Depuis près d’une semaine, les populations des villages côtiers d’ Aïdo, Mèkon, Djondji sont dans le désarroi après le passage des bulldozers qui ont écrasé leurs maisons. A Aïdo où nous nous sommes rendu, les populations sont encore sous le choc et un drame humanitaire semble se profiler à l’horizon.
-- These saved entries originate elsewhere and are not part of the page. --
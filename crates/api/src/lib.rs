//! Panorama stitching HTTP service.
//!
//! Exposes config, state, error handling and routes so integration tests and
//! the binary entrypoint build the same application.

pub mod background;
pub mod config;
pub mod error;
pub mod handlers;
pub mod response;
pub mod router;
pub mod routes;
pub mod state;
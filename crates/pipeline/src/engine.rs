//! Stitching engine driver.
//!
//! The engine is invoked twice in the job's remote directory: once to build
//! a project file from the uploaded images, once to render it. A render that
//! prints one of the configured failure markers is a semantic failure
//! (`InsufficientOverlap`) no matter what the exit code says.

use std::sync::Arc;
use std::time::Duration;

use pivot_core::failure::JobFailure;
use pivot_core::naming;
use pivot_core::process::{CommandError, CommandOutput};
use pivot_core::trace::DebugTrace;
use tokio_util::sync::CancellationToken;

use crate::config::PipelineConfig;
use crate::remote::{shell_quote, RemoteHost};
use crate::transport::check;

/// How a stitch run ended.
#[derive(Debug, Clone, PartialEq, Eq)]
pub enum StitchVerdict {
    Stitched,
    /// The engine reported that the images do not overlap enough.
    InsufficientOverlap { marker: String },
    Crashed { exit_code: i32 },
}

/// Classify a finished stitch run. Markers are checked before the exit code.
pub fn classify_stitch(output: &CommandOutput, markers: &[String]) -> StitchVerdict {
    if let Some(marker) = markers.iter().find(|m| output.stdout.contains(m.as_str())) {
        return StitchVerdict::InsufficientOverlap {
            marker: marker.clone(),
        };
    }
    if output.success() {
        StitchVerdict::Stitched
    } else {
        StitchVerdict::Crashed {
            exit_code: output.exit_code,
        }
    }
}

pub struct StitchEngine {
    host: Arc<dyn RemoteHost>,
    engine_path: String,
    input_extension: String,
    failure_markers: Vec<String>,
    timeout: Duration,
    check_timeout: Duration,
}

impl StitchEngine {
    pub fn new(host: Arc<dyn RemoteHost>, config: &PipelineConfig) -> Self {
        Self {
            host,
            engine_path: config.engine_path.clone(),
            input_extension: config.input_extension.clone(),
            failure_markers: config.failure_markers.clone(),
            timeout: config.timeouts.engine,
            check_timeout: config.timeouts.command,
        }
    }

    /// The engine path is left unquoted so a leading `~` expands remotely.
    pub fn create_project_command(&self, remote_dir: &str, project_name: &str) -> String {
        let dir = shell_quote(remote_dir);
        format!(
            "cd {dir} && {engine} -createproject {dir}/*.{ext} -output {dir}/{project}",
            engine = self.engine_path,
            ext = self.input_extension,
            project = naming::project_file_name(project_name),
        )
    }

    pub fn project_check_command(&self, remote_dir: &str, project_name: &str) -> String {
        format!(
            "test -f {}/{}",
            shell_quote(remote_dir),
            naming::project_file_name(project_name)
        )
    }

    pub fn stitch_command(&self, remote_dir: &str, project_name: &str) -> String {
        let dir = shell_quote(remote_dir);
        format!(
            "cd {dir} && {engine} -stitchnogui {dir}/{project}",
            engine = self.engine_path,
            project = naming::project_file_name(project_name),
        )
    }

    /// Phase one: build `{project}.pts` from the uploaded images.
    ///
    /// A clean exit is not enough; the project file must exist afterwards.
    pub async fn create_project(
        &self,
        remote_dir: &str,
        project_name: &str,
        trace: &DebugTrace,
        cancel: &CancellationToken,
    ) -> Result<(), JobFailure> {
        let command = self.create_project_command(remote_dir, project_name);
        trace.record(format!("Creating stitching project: {command}"));

        let result = self.host.exec(&command, self.timeout, cancel).await;
        if let Ok(output) = &result {
            trace.record(format!("Project creation output: {}", output.summary()));
        }
        check(result, "Project creation", JobFailure::engine)?;

        let result = self
            .host
            .exec(
                &self.project_check_command(remote_dir, project_name),
                self.check_timeout,
                cancel,
            )
            .await;
        let what = format!("Check for {}", naming::project_file_name(project_name));
        check(result, &what, JobFailure::engine)?;
        trace.record(format!(
            "Created project {}",
            naming::project_file_name(project_name)
        ));
        Ok(())
    }

    /// Phase two: render the project.
    pub async fn stitch(
        &self,
        remote_dir: &str,
        project_name: &str,
        trace: &DebugTrace,
        cancel: &CancellationToken,
    ) -> Result<(), JobFailure> {
        let command = self.stitch_command(remote_dir, project_name);
        trace.record(format!("Stitching panorama: {command}"));

        let output = match self.host.exec(&command, self.timeout, cancel).await {
            Ok(output) => output,
            Err(CommandError::Cancelled { .. }) => {
                return Err(JobFailure::cancelled("Stitching cancelled"));
            }
            Err(e) => return Err(JobFailure::engine(format!("Stitching failed: {e}"))),
        };
        trace.record(format!(
            "Stitching output ({}ms): {}",
            output.duration_ms,
            output.summary()
        ));

        match classify_stitch(&output, &self.failure_markers) {
            StitchVerdict::Stitched => {
                trace.record("Stitching finished");
                Ok(())
            }
            StitchVerdict::InsufficientOverlap { marker } => {
                trace.record(format!("Engine reported: {marker}"));
                Err(JobFailure::insufficient_overlap())
            }
            StitchVerdict::Crashed { exit_code } => Err(JobFailure::engine(format!(
                "Stitching failed with exit code {exit_code}: {}",
                output.summary()
            ))),
        }
    }
}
Aïdo présente ce soir du mardi 30 avril le visage d’un village dévasté par un bombardement ou un cyclone. Ce petit village de pêcheurs, situé à environ 4km de la « Porte du non retour » et pris en sandwich entre l’Océan Atlantique et le lac Tôho, n’existe desormais que de nom et par la présence de sa population. Nous nous y sommes rendu par un taxi moto en farfouillant entre chaussée asphaltée et inachevée et route sablonneuse qui ralentit parfois les pétarades de la moto. Après une vingtaine de minutes, nous voilà à Aïdo. Ce petite village d’environ un millier de personnes- 581 lors du dernier recensement- n’existe que de nom. Comme à Togbin, Fiégnon et ailleurs, les buldozers se sont montrés impitoyables. Toutes les maisons sont rendues en une ruine, un mélange indescriptible de paille, de tulles, de murs, de meubles de maison et de bois. Les populations, elles, s’occupent toujours à mettre un peu d’ordre dans le désordre occasionné par le passage du bulldozer. « C’est ce qu’ils font depuis que leurs maisons ont été détruites. Ils ne font qu’arranger pour essayer de récupérer quelques effets qu’ils peuvent encore utiliser. Non seulement on a détruit leurs maisons mais on les a créés du travail », me confie mon éclaireur totalement révolté. Chaque jour, les familles travaillent à extraire des ruines quelques objets qu’elles peuvent encore utiliser : du bois, des briques encore intactes, quelques meubles, des habits et parfois de l’argent. En effet, ces engins ont détruit les maisons sans parfois permettre à leurs habitants d’y prendre une aiguille. C’est ce que nous explique Kokouvi A. occupé à dégager quelques bois qu’il arrive à soustraire d’un amas de briques, de pailles et de branchages de cocotier séchées. « Lorsque le bulldozer est arrivé, il n’a pas perdu la moindre seconde. Il a tout broyé du coup. Aucune excuse n’a été permise. On a juste eu les alertes et les vrombissements des moteurs depuis Djondji et on nous a dit de vite faire pour récupérer ce que nous pouvons. Ils ont tout broyé. Les plus malheureux sont ceux qui n’étaient plus à la maison. Eux, ils n’ont pu malheureusement rien récupéré », déplore- t –il. Non loin de lui, une dame aux mains noircies par les travaux d’extraction des bois de charpente de la ruine lance, « le bulldozer a écrasé même un mouton. On ne dirait pas qu’ils sont des humains ».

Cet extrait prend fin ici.